When a line of the entries contains "filename", please list that line.

Records excerpted from a collection
=== Begin Enclosure ===

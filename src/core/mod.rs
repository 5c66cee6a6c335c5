pub mod arena;
pub mod config;
pub mod dice;
pub mod error;
pub mod types;

pub use arena::{Arena, ArenaKey, Handle};
pub use config::{CombatConfig, Doctrine};
pub use dice::Dice;
pub use error::{Anomaly, Result, SimError};
pub use types::{CombatId, DetachmentId, EventId, ForceId, Minute, Side, MINUTES_PER_DAY};
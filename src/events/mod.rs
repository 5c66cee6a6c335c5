//! Discrete-event scheduling
//!
//! Everything that happens in the theater is an event posted in time order:
//! disruption and retreat from combat, march arrivals, recovery.

pub mod event;
pub mod log;
pub mod queue;

pub use event::{Event, EventKind, Subject};
pub use log::EventLog;
pub use queue::EventQueue;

=== End Enclosure ===

Your response.
filename src/core/mod.rs
filename src/events/mod.rs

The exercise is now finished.